Did anyone diagnose the problem that caused the loss?
 
Lots of things... France was ruined, so was its aircraft industry and its wind tunnels. What's more, the Government of 1946 had been way too ambitious and ran full speed into jet propulsion, swept wings, supersonic flight, very large pressurized airliners, and many others advanced technologies... that the WWII winners already had difficulties mastering, be them GB, USA or URSS. France had been occupied and looted by the Germans, and then bombed into the stone age in 1944-45. The aircraft industry laid in ruins.
It took until 1952 before it recovered.
1948 by contrast was very much the year when all the advanced 1945-46 projects... crashed and burned.
SO-90, in a demo in Argentina - lost one wing, killed the crew.

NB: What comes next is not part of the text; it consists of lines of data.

//! Offline conversion of an uploaded video
//!
//! Two independent passes over the file, each with its own decoder and
//! estimator: a skeleton animation rendered on a white canvas, and a CSV of
//! pixel-space landmark coordinates. Outputs are overwritten on re-run.

use crate::capture::effective_fps;
use crate::error::{RelayError, Result};
use crate::frame::Frame;
use crate::pose::skeleton::{draw_skeleton, DrawStyle};
use crate::pose::{PoseEstimator, PoseLandmarks};
use crate::source::{FfmpegSource, VideoSource};
use std::fmt::Write as _;
use std::fs::{self, File};
use std::io::{self, BufWriter, Write};
use std::path::{Path, PathBuf};
use std::process::{Child, ChildStdin, Command, Stdio};

const CANVAS: [u8; 3] = [255, 255, 255];
const ENCODER_FALLBACK_FPS: f64 = 30.0;

#[derive(Debug, Clone, PartialEq, Eq)]
pub struct BatchOutputs {
    pub animation: PathBuf,
    pub csv: PathBuf,
}

/// Frame counts from one pass
#[derive(Debug, Clone, Copy, Default, PartialEq, Eq)]
pub struct PassStats {
    pub frames: u64,
    pub poses: u64,
}

/// `media_root/animations/<stem>_animation.mp4` and `media_root/csv/<stem>_poses.csv`
pub fn output_paths(video: &Path, media_root: &Path) -> Result<BatchOutputs> {
    let stem = video
        .file_stem()
        .map(|s| s.to_string_lossy().into_owned())
        .filter(|s| !s.is_empty())
        .ok_or_else(|| RelayError::Output {
            path: video.to_path_buf(),
            source: io::Error::new(io::ErrorKind::InvalidInput, "video path has no file name"),
        })?;
    Ok(BatchOutputs {
        animation: media_root.join("animations").join(format!("{stem}_animation.mp4")),
        csv: media_root.join("csv").join(format!("{stem}_poses.csv")),
    })
}

/// One CSV row: `"{x}, {height - y}, {z} "` per landmark, pixel units
pub fn csv_row(image: &PoseLandmarks, width: u32, height: u32) -> String {
    let (w, h) = (width as f32, height as f32);
    let mut row = String::new();
    for lm in image.iter() {
        let x = (lm.x * w) as i64;
        let y = (lm.y * h) as i64;
        let z = (lm.z * w) as i64;
        let _ = write!(row, "{}, {}, {} ", x, height as i64 - y, z);
    }
    row
}

/// Destination for rendered frames
pub trait FrameSink {
    fn write_frame(&mut self, frame: &Frame) -> Result<()>;

    /// Flush and finalise the output
    fn finish(&mut self) -> Result<()>;
}

/// H.264 encoder fed with raw RGB24 on stdin
pub struct FfmpegEncoder {
    path: PathBuf,
    child: Option<Child>,
    stdin: Option<ChildStdin>,
}

impl FfmpegEncoder {
    pub fn spawn(path: &Path, width: u32, height: u32, fps: f64) -> Result<Self> {
        let mut child = Command::new("ffmpeg")
            .arg("-hide_banner")
            .arg("-loglevel")
            .arg("error")
            .arg("-y")
            .arg("-f")
            .arg("rawvideo")
            .arg("-pix_fmt")
            .arg("rgb24")
            .arg("-s")
            .arg(format!("{width}x{height}"))
            .arg("-r")
            .arg(fps.to_string())
            .arg("-i")
            .arg("-")
            .arg("-c:v")
            .arg("libx264")
            .arg("-pix_fmt")
            .arg("yuv420p")
            .arg(path)
            .stdin(Stdio::piped())
            .stdout(Stdio::null())
            .stderr(Stdio::inherit())
            .spawn()
            .map_err(|e| RelayError::Spawn {
                program: "ffmpeg".to_string(),
                source: e,
            })?;
        let stdin = child.stdin.take();
        Ok(Self {
            path: path.to_path_buf(),
            child: Some(child),
            stdin,
        })
    }

    fn output_err(&self, source: io::Error) -> RelayError {
        RelayError::Output {
            path: self.path.clone(),
            source,
        }
    }
}

impl FrameSink for FfmpegEncoder {
    fn write_frame(&mut self, frame: &Frame) -> Result<()> {
        let stdin = self
            .stdin
            .as_mut()
            .ok_or_else(|| io::Error::from(io::ErrorKind::BrokenPipe));
        match stdin.and_then(|s| s.write_all(frame.data())) {
            Ok(()) => Ok(()),
            Err(e) => Err(self.output_err(e)),
        }
    }

    fn finish(&mut self) -> Result<()> {
        // Closing stdin lets ffmpeg write the trailer
        self.stdin = None;
        let Some(mut child) = self.child.take() else {
            return Ok(());
        };
        let status = child.wait().map_err(|e| self.output_err(e))?;
        if status.success() {
            Ok(())
        } else {
            Err(self.output_err(io::Error::new(
                io::ErrorKind::Other,
                format!("ffmpeg exited with {status}"),
            )))
        }
    }
}

impl Drop for FfmpegEncoder {
    fn drop(&mut self) {
        self.stdin = None;
        if let Some(mut child) = self.child.take() {
            let _ = child.kill();
            let _ = child.wait();
        }
    }
}

fn estimate_or_skip<E: PoseEstimator + ?Sized>(estimator: &mut E, frame: &Frame) -> Option<PoseLandmarks> {
    match estimator.estimate(frame) {
        Ok(estimate) => estimate.and_then(|e| e.image),
        Err(e) => {
            tracing::warn!(error = %e, "pose estimation failed, treating frame as empty");
            None
        }
    }
}

/// Draw every frame's skeleton onto a blank canvas. Frames without a pose
/// come out blank.
pub fn render_animation<S, E, K>(source: &mut S, estimator: &mut E, sink: &mut K) -> Result<PassStats>
where
    S: VideoSource + ?Sized,
    E: PoseEstimator + ?Sized,
    K: FrameSink + ?Sized,
{
    let mut stats = PassStats::default();
    while let Some(frame) = source.read_frame()? {
        let mut canvas = Frame::filled(frame.width(), frame.height(), CANVAS);
        if let Some(image) = estimate_or_skip(estimator, &frame) {
            draw_skeleton(&mut canvas, &image, DrawStyle::ANIMATION);
            stats.poses += 1;
        }
        sink.write_frame(&canvas)?;
        stats.frames += 1;
    }
    sink.finish()?;
    Ok(stats)
}

/// Write one [`csv_row`] per frame that has a pose. Write failures are
/// reported against `dest`.
pub fn write_pose_csv<S, E, W>(source: &mut S, estimator: &mut E, out: &mut W, dest: &Path) -> Result<PassStats>
where
    S: VideoSource + ?Sized,
    E: PoseEstimator + ?Sized,
    W: Write + ?Sized,
{
    let output_err = |source: io::Error| RelayError::Output {
        path: dest.to_path_buf(),
        source,
    };

    let mut stats = PassStats::default();
    while let Some(frame) = source.read_frame()? {
        stats.frames += 1;
        if let Some(image) = estimate_or_skip(estimator, &frame) {
            writeln!(out, "{}", csv_row(&image, frame.width(), frame.height())).map_err(output_err)?;
            stats.poses += 1;
        }
    }
    out.flush().map_err(output_err)?;
    Ok(stats)
}

pub fn export_pose_csv<S, E>(source: &mut S, estimator: &mut E, path: &Path) -> Result<PassStats>
where
    S: VideoSource + ?Sized,
    E: PoseEstimator + ?Sized,
{
    let file = File::create(path).map_err(|source| RelayError::Output {
        path: path.to_path_buf(),
        source,
    })?;
    write_pose_csv(source, estimator, &mut BufWriter::new(file), path)
}

/// Convert `video` into an animation and a CSV under `media_root`
pub fn convert_upload<F, E>(video: &Path, media_root: &Path, make_estimator: F) -> Result<BatchOutputs>
where
    F: FnMut() -> Result<E>,
    E: PoseEstimator,
{
    convert_with(
        video,
        media_root,
        |path| FfmpegSource::open(path, None),
        make_estimator,
        FfmpegEncoder::spawn,
    )
}

/// [`convert_upload`] with injectable decoder and encoder
pub fn convert_with<S, E, K, OpenS, MakeE, MakeK>(
    video: &Path,
    media_root: &Path,
    mut open_source: OpenS,
    mut make_estimator: MakeE,
    mut make_sink: MakeK,
) -> Result<BatchOutputs>
where
    S: VideoSource,
    E: PoseEstimator,
    K: FrameSink,
    OpenS: FnMut(&Path) -> Result<S>,
    MakeE: FnMut() -> Result<E>,
    MakeK: FnMut(&Path, u32, u32, f64) -> Result<K>,
{
    let outputs = output_paths(video, media_root)?;
    for dir in [&outputs.animation, &outputs.csv].into_iter().filter_map(|p| p.parent()) {
        fs::create_dir_all(dir).map_err(|source| RelayError::Output {
            path: dir.to_path_buf(),
            source,
        })?;
    }

    let mut source = open_source(video)?;
    let mut estimator = make_estimator()?;
    let (width, height) = source.dimensions();
    let fps = effective_fps(source.fps(), ENCODER_FALLBACK_FPS);
    let mut sink = make_sink(&outputs.animation, width, height, fps)?;
    let animated = render_animation(&mut source, &mut estimator, &mut sink)?;
    source.release();
    tracing::info!(path = %outputs.animation.display(), frames = animated.frames, poses = animated.poses, "animation written");

    let mut source = open_source(video)?;
    let mut estimator = make_estimator()?;
    let exported = export_pose_csv(&mut source, &mut estimator, &outputs.csv)?;
    source.release();
    tracing::info!(path = %outputs.csv.display(), rows = exported.poses, "pose csv written");

    Ok(outputs)
}

#[cfg(test)]
mod tests {
    use super::*;
    use crate::capture::tests::ScriptedSource;
    use crate::pose::tests::sample_pose;
    use crate::pose::{Landmark, PoseEstimate, LANDMARK_COUNT};

    /// Pose on every other frame, starting with the first
    struct AlternatingEstimator {
        calls: usize,
    }

    impl PoseEstimator for AlternatingEstimator {
        fn estimate(&mut self, _frame: &Frame) -> Result<Option<PoseEstimate>> {
            self.calls += 1;
            if self.calls % 2 == 1 {
                Ok(Some(PoseEstimate {
                    world: sample_pose(0.0),
                    image: Some(PoseLandmarks([Landmark::new(0.5, 0.25, -0.1); LANDMARK_COUNT])),
                }))
            } else {
                Ok(None)
            }
        }
    }

    #[derive(Default)]
    struct MemorySink {
        frames: Vec<Frame>,
        finished: bool,
    }

    impl FrameSink for MemorySink {
        fn write_frame(&mut self, frame: &Frame) -> Result<()> {
            self.frames.push(frame.clone());
            Ok(())
        }

        fn finish(&mut self) -> Result<()> {
            self.finished = true;
            Ok(())
        }
    }

    fn frames(n: usize, w: u32, h: u32) -> Vec<Frame> {
        vec![Frame::filled(w, h, [10, 20, 30]); n]
    }

    #[test]
    fn test_output_paths() {
        let out = output_paths(Path::new("/uploads/dance.mov"), Path::new("/media")).unwrap();
        assert_eq!(out.animation, PathBuf::from("/media/animations/dance_animation.mp4"));
        assert_eq!(out.csv, PathBuf::from("/media/csv/dance_poses.csv"));
        assert!(output_paths(Path::new("/"), Path::new("/media")).is_err());
    }

    #[test]
    fn test_csv_row_flips_y_and_truncates() {
        let pose = PoseLandmarks([Landmark::new(0.5, 0.25, -0.1); LANDMARK_COUNT]);
        let row = csv_row(&pose, 640, 480);
        // x = 320, y = 480 - 120, z = trunc(-64.0)
        assert_eq!(row, "320, 360, -64 ".repeat(LANDMARK_COUNT));
    }

    #[test]
    fn test_csv_skips_frames_without_pose() {
        let mut source = ScriptedSource::new(frames(5, 640, 480), 25.0);
        let mut estimator = AlternatingEstimator { calls: 0 };
        let mut out = Vec::new();

        let stats = write_pose_csv(&mut source, &mut estimator, &mut out, Path::new("poses.csv")).unwrap();
        assert_eq!(stats, PassStats { frames: 5, poses: 3 });

        let text = String::from_utf8(out).unwrap();
        assert_eq!(text.lines().count(), 3);
        assert!(text.lines().all(|l| l.starts_with("320, 360, -64 ")));
    }

    #[test]
    fn test_csv_keeps_decoder_error_variant() {
        let mut source = ScriptedSource::new(frames(5, 8, 8), 25.0);
        source.fail_after = Some(2);
        let mut estimator = AlternatingEstimator { calls: 0 };
        let mut out = Vec::new();

        let err = write_pose_csv(&mut source, &mut estimator, &mut out, Path::new("poses.csv")).unwrap_err();
        assert!(matches!(err, RelayError::Decode(_)));
    }

    #[test]
    fn test_csv_write_failure_names_destination() {
        struct Full;

        impl Write for Full {
            fn write(&mut self, _buf: &[u8]) -> io::Result<usize> {
                Err(io::Error::new(io::ErrorKind::Other, "disk full"))
            }

            fn flush(&mut self) -> io::Result<()> {
                Ok(())
            }
        }

        let mut source = ScriptedSource::new(frames(1, 8, 8), 25.0);
        let mut estimator = AlternatingEstimator { calls: 0 };
        let err = write_pose_csv(&mut source, &mut estimator, &mut Full, Path::new("out/poses.csv")).unwrap_err();
        match err {
            RelayError::Output { path, .. } => assert_eq!(path, PathBuf::from("out/poses.csv")),
            other => panic!("unexpected error: {other}"),
        }
    }

    #[test]
    fn test_animation_emits_every_frame() {
        let mut source = ScriptedSource::new(frames(4, 32, 32), 25.0);
        let mut estimator = AlternatingEstimator { calls: 0 };
        let mut sink = MemorySink::default();

        let stats = render_animation(&mut source, &mut estimator, &mut sink).unwrap();
        assert_eq!(stats, PassStats { frames: 4, poses: 2 });
        assert!(sink.finished);

        let blank = Frame::filled(32, 32, CANVAS);
        assert_ne!(sink.frames[0], blank);
        assert_eq!(sink.frames[1], blank);
        // All landmarks sit at (16, 8): a blue joint
        assert_eq!(sink.frames[0].pixel(16, 8), Some(DrawStyle::ANIMATION.joint));
    }

    #[test]
    fn test_convert_writes_both_outputs() {
        let media = tempfile::tempdir().unwrap();
        let video = Path::new("/uploads/jump.mp4");
        let mut opened = 0;
        let mut rendered = 0;

        let outputs = convert_with(
            video,
            media.path(),
            |_| {
                opened += 1;
                Ok(ScriptedSource::new(frames(3, 16, 16), 0.0))
            },
            || Ok(AlternatingEstimator { calls: 0 }),
            |path, w, h, fps| {
                assert_eq!(path, media.path().join("animations/jump_animation.mp4"));
                assert_eq!((w, h, fps), (2, 2, ENCODER_FALLBACK_FPS));
                rendered += 1;
                Ok(MemorySink::default())
            },
        )
        .unwrap();

        assert_eq!(opened, 2);
        assert_eq!(rendered, 1);
        assert!(outputs.animation.parent().unwrap().is_dir());
        let csv = fs::read_to_string(&outputs.csv).unwrap();
        assert_eq!(csv.lines().count(), 2);
    }

    #[test]
    fn test_convert_overwrites_existing_csv() {
        let media = tempfile::tempdir().unwrap();
        let video = Path::new("clip.mp4");
        fs::create_dir_all(media.path().join("csv")).unwrap();
        fs::write(media.path().join("csv/clip_poses.csv"), "stale\nstale\nstale\nstale\n").unwrap();

        let outputs = convert_with(
            video,
            media.path(),
            |_| Ok(ScriptedSource::new(frames(1, 8, 8), 30.0)),
            || Ok(AlternatingEstimator { calls: 0 }),
            |_, _, _, _| Ok(MemorySink::default()),
        )
        .unwrap();
        let csv = fs::read_to_string(outputs.csv).unwrap();
        assert_eq!(csv.lines().count(), 1);
        assert!(!csv.contains("stale"));
    }
}
//! Delivery of landmark payloads to the external consumer
//!
//! Transports are best-effort. `send` never reports failure to the caller:
//! a missing receiver or a failed write is logged, counted and dropped, and
//! the producer carries on with the next frame.

pub mod datagram;
pub mod pipe;
pub mod wire;

use crate::config::RelayConfig;
use crate::error::Result;

pub use datagram::DatagramTransport;
#[cfg(target_os = "linux")]
pub use pipe::create_fifo;
pub use pipe::{FsPipeConnector, PipeConnector, PipeStream, PipeTransport};

/// Delivery counters
#[derive(Debug, Clone, Copy, Default, PartialEq, Eq)]
pub struct TransportStats {
    pub sent: u64,
    pub failed: u64,
    pub connect_attempts: u64,
}

pub trait Transport: Send {
    /// Deliver one payload, best-effort
    fn send(&mut self, payload: &str);

    /// Release the handle; later sends may reopen it
    fn close(&mut self);

    fn stats(&self) -> TransportStats;
}

impl<T: Transport + ?Sized> Transport for Box<T> {
    fn send(&mut self, payload: &str) {
        (**self).send(payload)
    }

    fn close(&mut self) {
        (**self).close()
    }

    fn stats(&self) -> TransportStats {
        (**self).stats()
    }
}

/// Pick the strategy once, from `transport.use_legacy_pipes`
pub fn build_transport(config: &RelayConfig) -> Result<Box<dyn Transport>> {
    let t = &config.transport;
    if t.use_legacy_pipes {
        tracing::info!(path = %t.pipe_path.display(), "using named pipe transport");
        Ok(Box::new(PipeTransport::new(
            FsPipeConnector::new(&t.pipe_path),
            t.reconnect_interval(),
        )))
    } else {
        let transport = DatagramTransport::connect(&t.addr())?;
        tracing::info!(target = %transport.peer(), "using datagram transport");
        Ok(Box::new(transport))
    }
}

SNAC CORMORAN, dived into the ground, crew dead. This bird -another crew kick the bucket. The first NAVAL jet fighters (without a decent aircraft carrier in the fleet - but that's not the problem, damn it !) - VG-90, NC-1080, Nord 2200 - four prototypes build, three crashes, three pilots dead.

For the SE-1010 it was an aerodynamic flaw not detected in ruined wind tunnels, that killed the crew in flight...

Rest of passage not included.